Tropical sprue (TS) is a rare disorder that may be diagnosed in people living in or traveling to certain parts of the Caribbean, India and Southeast Asia. It is not yet known how the disease is caused, but scientist suggest that TS may be initialized by an infection with certain bacteria such as enteropathogenic Escherichia coli strains. These bacteria may colonize the small intestine, adhere to the intestinal mucosa and release different toxins. This way, they are causing significant damage to the intestinal mucosa. Because one of the main functions of the small intestine is to absorb nutrients, it does not come as a surprise that nutrient deficiencies may result from lesions in jejunum and ileum. These nutrient deficits, however, affect different processes throughout the body, e.g. erythrocyte formation and maturation as well as enterocyte function. Thus, anemia may be developed and intestinal damage is further aggravated. To date, it is not understood why this chain of events is triggered in some patients while others are apparently able to eliminate the above mentioned bacteria within a few days.
Symptoms may manifest up to ten years after initial infection, i.e., after traveling to endemic regions. Acute diarrhea, malaise and fever are the earliest symptoms, but they are very unspecific. Diarrhea may partially subside before nausea, abdominal pain, light-colored, greasy stools and generalized fatigue are experienced. Patients presenting with such symptoms to their physician will receive fluid therapy and will be thoroughly examined in order to reveal the trigger of the symptoms. Therefore, blood samples will be analyzed. In case of TS, they may reveal nutrient deficiencies, particularly reduced vitamin B12 and folate levels, but also hemogram alterations due to the above mentioned anemia. In order to confirm diagnosis, however, an endoscopic examination has to be conducted, tissue samples have to be collected and analyzed microscopically.
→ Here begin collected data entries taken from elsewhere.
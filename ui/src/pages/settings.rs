//! Account settings

use crate::components::ConsoleLayout;
use crate::state::AppState;
use genie::routes;
use leptos::prelude::*;
use leptos_router::hooks::use_navigate;

#[component]
pub fn SettingsPage() -> impl IntoView {
    let state = expect_context::<AppState>();
    let navigate = use_navigate();
    let user = state.user;

    let sign_out = move |_| {
        state.sign_out();
        navigate(routes::LOGIN, Default::default());
    };

    view! {
        <ConsoleLayout title="Settings">
            <div class="card p-6 max-w-xl">
                <h2 class="text-lg font-semibold mb-4">"Profile"</h2>
                {move || match user.get() {
                    Some(profile) => view! {
                        <div class="flex items-center gap-4">
                            {match profile.avatar {
                                Some(src) => view! { <img src=src alt="" class="w-14 h-14 rounded-full" /> }.into_any(),
                                None => view! {
                                    <div class="w-14 h-14 rounded-full bg-indigo-600 flex items-center justify-center text-xl font-semibold">
                                        {profile.name.chars().next().map(|c| c.to_uppercase().to_string()).unwrap_or_default()}
                                    </div>
                                }.into_any(),
                            }}
                            <div>
                                <p class="font-medium">{profile.name}</p>
                                <p class="text-sm text-[var(--text-secondary)]">{profile.email}</p>
                            </div>
                        </div>
                    }.into_any(),
                    None => view! {
                        <p class="text-sm text-[var(--text-secondary)]">"Profile details are not available for this session."</p>
                    }.into_any(),
                }}

                <div class="mt-8 pt-6 border-t border-[var(--border-default)]">
                    <button class="btn btn-ghost text-[var(--accent-error)]" on:click=sign_out>
                        "Sign out"
                    </button>
                </div>
            </div>
        </ConsoleLayout>
    }
}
If TS is confirmed, prolonged antibiotic treatment will be initiated. Any deficient nutrients will be replaced. Patients usually respond well but slow to such treatment, which is why it is generally administered for six months. During recovery, blood samples will be obtained regularly in order to detect possible relapses, nutrient deficiencies that remain without compensation and electrolyte imbalances.